Abstract
Introduction
Shoulder arthroplasty (SA) has been performed with different types of implants, each requiring different replacement systems. However, data on previously utilized implant types are not always available before revision surgery, which is paramount to determining the appropriate equipment and procedure. Therefore, this meta-analysis aimed to evaluate the accuracy of the AI models in classifying SA implant types.
Methods
This systematic review was conducted in Pubmed, Embase, SCOPUS, and Web of Science from inception to December 2023, according to PRISMA guidelines. Peer-reviewed research evaluating the accuracy of AI-based tools on upper-limb X-rays for recognizing and categorizing SA implants was included. In addition to the overall meta-analysis, subgroup analysis was performed according to the type of AI model applied (CNN (Convolutional neural network), non-CNN, or Combination of both) and the similarity of utilized datasets between studies.
Results
13 articles were eligible for inclusion in this meta-analysis (including 138 different tests assessing models’ efficacy). Our meta-analysis demonstrated an overall sensitivity and specificity of 0.891 (95% CI:0.866-0.912) and 0.549 (95% CI:0.532,0.566) for classifying implants in SA, respectively. The results of our subgroup analyses were as follows: CNN-subgroup: a sensitivity of 0.898 (95% CI:0.873-0.919) and a specificity of 0.554 (95% CI:0.537,0.570), Non-CNN subgroup: a sensitivity of 0.809 (95% CI:0.665-0.900) and specificity of 0.522 (95% CI:0.440,0.603), combined subgroup: a sensitivity of 0.891 (95% CI:0.752-0.957) and a specificity of 0.547 (95% CI:0.463,0.629).

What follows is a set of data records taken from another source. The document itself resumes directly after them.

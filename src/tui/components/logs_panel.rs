// Logs panel component
//
// Shows the most recent diagnostics captured by the tracing layer, newest at
// the bottom. Toggled with `l`.

use crate::logging::LogLevel;
use crate::tui::app::App;
use ratatui::{
    layout::Rect,
    style::Style,
    text::{Line, Span},
    widgets::{Block, Borders, Paragraph},
    Frame,
};

/// Last module path segment, e.g. `prompt_guide::tui::app` -> `app`
fn short_target(target: &str) -> &str {
    target.rsplit("::").next().unwrap_or(target)
}

pub fn render(f: &mut Frame, area: Rect, app: &App) {
    let theme = &app.theme;
    let block = Block::default()
        .borders(Borders::ALL)
        .border_type(theme.border_type)
        .border_style(Style::default().fg(theme.border))
        .title(format!(" Logs ({}) ", app.log_buffer.len()));
    let inner = block.inner(area);

    let lines: Vec<Line> = app
        .log_buffer
        .recent(inner.height as usize)
        .into_iter()
        .map(|entry| {
            let color = match entry.level {
                LogLevel::Error => theme.bad,
                LogLevel::Warn => theme.tip,
                LogLevel::Info => theme.good,
                LogLevel::Debug | LogLevel::Trace => theme.muted,
            };
            Line::from(vec![
                Span::styled(
                    entry.timestamp.format("%H:%M:%S ").to_string(),
                    Style::default().fg(theme.muted),
                ),
                Span::styled(format!("{:<5} ", entry.level.as_str()), Style::default().fg(color)),
                Span::styled(
                    format!("{}: ", short_target(&entry.target)),
                    Style::default().fg(theme.muted),
                ),
                Span::styled(entry.message, Style::default().fg(theme.foreground)),
            ])
        })
        .collect();

    f.render_widget(Paragraph::new(lines).block(block), area);
}

#[cfg(test)]
mod tests {
    use super::*;

    #[test]
    fn target_is_shortened_to_module_name() {
        assert_eq!(short_target("prompt_guide::tui::app"), "app");
        assert_eq!(short_target("prompt_guide"), "prompt_guide");
    }
}
// Views module - screen-level rendering
//
// The guide has a single screen:
//
//   title bar
//   tab bar
//   section banner
//   card list            (+ logs panel when toggled)
//   status bar
//
// `draw` is called on every frame. It reads state only, except for the
// click targets and list scroll offset it writes back into `App`.

use super::app::App;
use crate::tui::components::{
    card_list, logs_panel, section_banner, status_bar, tab_bar, title_bar,
};
use ratatui::layout::{Constraint, Direction, Layout};
use ratatui::style::Style;
use ratatui::widgets::Block;
use ratatui::Frame;

/// Height of the log panel when visible
const LOGS_HEIGHT: u16 = 8;

/// Main UI render function - called on every frame
pub fn draw(f: &mut Frame, app: &mut App) {
    app.hit_map.clear();

    let bg_block = Block::default().style(Style::default().bg(app.theme.background));
    f.render_widget(bg_block, f.area());

    let logs_height = if app.show_logs { LOGS_HEIGHT } else { 0 };

    let chunks = Layout::default()
        .direction(Direction::Vertical)
        .constraints([
            Constraint::Length(3),           // title
            Constraint::Length(3),           // tabs
            Constraint::Length(2),           // section banner
            Constraint::Min(5),              // cards
            Constraint::Length(logs_height), // logs
            Constraint::Length(1),           // status
        ])
        .split(f.area());

    title_bar::render(f, chunks[0], app);
    tab_bar::render(f, chunks[1], app);
    section_banner::render(f, chunks[2], app);
    card_list::render(f, chunks[3], app);
    if app.show_logs {
        logs_panel::render(f, chunks[4], app);
    }
    status_bar::render(f, chunks[5], app);
}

Studies using the same dataset demonstrated an overall sensitivity and specificity of 0.881 (95% CI:0.856-0.903) and 0.542 (95% CI:0.53,0.554), respectively. Studies that used other datasets showed an overall sensitivity and specificity of 0.995 (95% CI:969,0.999) and 0.678 (95% CI:0.234, 0.936), respectively.
Conclusion
AI-based classification of shoulder implant types can be considered a sensitive method. Our study showed the potential role of using CNN-based models and different datasets to enhance accuracy, which could be investigated in future studies.